**Exercise brief**
All records below are to be set down exactly, each character intact.

Start of Data under study

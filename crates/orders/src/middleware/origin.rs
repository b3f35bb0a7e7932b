//! Origin allow-list.
//!
//! Every `/api` request must declare an `Origin` that is on the configured
//! list, unless the service runs with allow-all (never in production). A
//! request without an `Origin` header is treated as disallowed. The check runs
//! as middleware, before authentication and before any handler.

use axum::{
    extract::{Request, State},
    http::{HeaderValue, Method, header},
    middleware::Next,
    response::{IntoResponse, Response},
};
use tower_http::cors::{AllowOrigin, Any, CorsLayer};
use url::Url;

use crate::error::AppError;
use crate::state::AppState;

/// Set of origins permitted to call the API.
#[derive(Debug, Clone, Default, PartialEq, Eq)]
pub struct OriginPolicy {
    allowed: Vec<String>,
    allow_all: bool,
}

impl OriginPolicy {
    /// Build a policy from configured origins.
    ///
    /// Each entry is normalized to `scheme://host[:port]`, so a trailing slash
    /// or default port in configuration does not cause a mismatch.
    ///
    /// # Errors
    ///
    /// Returns a description of the first entry that is not an http(s) URL.
    pub fn from_origins(origins: &[String], allow_all: bool) -> Result<Self, String> {
        let mut allowed = Vec::with_capacity(origins.len());
        for origin in origins {
            let normalized =
                normalize(origin).ok_or_else(|| format!("invalid origin '{origin}'"))?;
            if !allowed.contains(&normalized) {
                allowed.push(normalized);
            }
        }
        Ok(Self { allowed, allow_all })
    }

    /// Policy that accepts every origin.
    #[must_use]
    pub const fn allow_all() -> Self {
        Self {
            allowed: Vec::new(),
            allow_all: true,
        }
    }

    /// Whether no origin is listed.
    #[must_use]
    pub fn is_empty(&self) -> bool {
        self.allowed.is_empty()
    }

    /// Whether a request declaring `origin` may proceed.
    #[must_use]
    pub fn permits(&self, origin: Option<&str>) -> bool {
        if self.allow_all {
            return true;
        }
        origin
            .and_then(normalize)
            .is_some_and(|o| self.allowed.contains(&o))
    }

    /// CORS layer answering browser preflights for the same origins.
    #[must_use]
    pub fn cors_layer(&self) -> CorsLayer {
        let origins = if self.allow_all {
            AllowOrigin::any()
        } else {
            AllowOrigin::list(
                self.allowed
                    .iter()
                    .filter_map(|o| HeaderValue::from_str(o).ok()),
            )
        };

        CorsLayer::new()
            .allow_origin(origins)
            .allow_methods([Method::GET, Method::POST])
            .allow_headers(Any)
    }
}

fn normalize(origin: &str) -> Option<String> {
    let url = Url::parse(origin.trim()).ok()?;
    if !matches!(url.scheme(), "http" | "https") || url.host_str().is_none() {
        return None;
    }
    Some(url.origin().ascii_serialization())
}

/// Middleware refusing requests whose origin is not allowed.
pub async fn origin_guard(State(state): State<AppState>, request: Request, next: Next) -> Response {
    let origin = request
        .headers()
        .get(header::ORIGIN)
        .and_then(|v| v.to_str().ok());

    if !state.config().origins.permits(origin) {
        tracing::warn!(
            origin = origin.unwrap_or("<none>"),
            path = %request.uri().path(),
            "Refused request from disallowed origin"
        );
        return AppError::Forbidden("forbidden origin".to_string()).into_response();
    }

    next.run(request).await
}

End of Data under study

**Answer section**
filename crates/orders/src/middleware/origin.rs
repository b3f35bb0a7e7932b
//! Origin allow-list.
//!
//! Every `/api` request must declare an `Origin` that is on the configured
//! list, unless the service runs with allow-all (never in production). A
//! request without an `Origin` header is treated as disallowed. The check runs
//! as middleware, before authentication and before any handler.

use axum::{
    extract::{Request, State},
    http::{HeaderValue, Method, header},
    middleware::Next,
    response::{IntoResponse, Response},
};
use tower_http::cors::{AllowOrigin, Any, CorsLayer};
use url::Url;

use crate::error::AppError;
use crate::state::AppState;

/// Set of origins permitted to call the API.
#[derive(Debug, Clone, Default, PartialEq, Eq)]
pub struct OriginPolicy {
    allowed: Vec<String>,
    allow_all: bool,
}

impl OriginPolicy {
    /// Build a policy from configured origins.
    ///
    /// Each entry is normalized to `scheme://host[:port]`, so a trailing slash
    /// or default port in configuration does not cause a mismatch.
    ///
    /// # Errors
    ///
    /// Returns a description of the first entry that is not an http(s) URL.
    pub fn from_origins(origins: &[String], allow_all: bool) -> Result<Self, String> {
        let mut allowed = Vec::with_capacity(origins.len());
        for origin in origins {
            let normalized =
                normalize(origin).ok_or_else(|| format!("invalid origin '{origin}'"))?;
            if !allowed.contains(&normalized) {
                allowed.push(normalized);
            }
        }
        Ok(Self { allowed, allow_all })
    }

    /// Policy that accepts every origin.
    #[must_use]
    pub const fn allow_all() -> Self {
        Self {
            allowed: Vec::new(),
            allow_all: true,
        }
    }

    /// Whether no origin is listed.
    #[must_use]
    pub fn is_empty(&self) -> bool {
        self.allowed.is_empty()
    }

    /// Whether a request declaring `origin` may proceed.
    #[must_use]
    pub fn permits(&self, origin: Option<&str>) -> bool {
        if self.allow_all {
            return true;
        }
        origin
            .and_then(normalize)
            .is_some_and(|o| self.allowed.contains(&o))
    }

    /// CORS layer answering browser preflights for the same origins.
    #[must_use]
    pub fn cors_layer(&self) -> CorsLayer {
        let origins = if self.allow_all {
            AllowOrigin::any()
        } else {
            AllowOrigin::list(
                self.allowed
                    .iter()
                    .filter_map(|o| HeaderValue::from_str(o).ok()),
            )
        };

        CorsLayer::new()
            .allow_origin(origins)
            .allow_methods([Method::GET, Method::POST])
            .allow_headers(Any)
    }
}

fn normalize(origin: &str) -> Option<String> {
    let url = Url::parse(origin.trim()).ok()?;
    if !matches!(url.scheme(), "http" | "https") || url.host_str().is_none() {
        return None;
    }
    Some(url.origin().ascii_serialization())
}

/// Middleware refusing requests whose origin is not allowed.
pub async fn origin_guard(State(state): State<AppState>, request: Request, next: Next) -> Response {
    let origin = request
        .headers()
        .get(header::ORIGIN)
        .and_then(|v| v.to_str().ok());

    if !state.config().origins.permits(origin) {
        tracing::warn!(
            origin = origin.unwrap_or("<none>"),
            path = %request.uri().path(),
            "Refused request from disallowed origin"
        );
        return AppError::Forbidden("forbidden origin".to_string()).into_response();
    }

    next.run(request).await
}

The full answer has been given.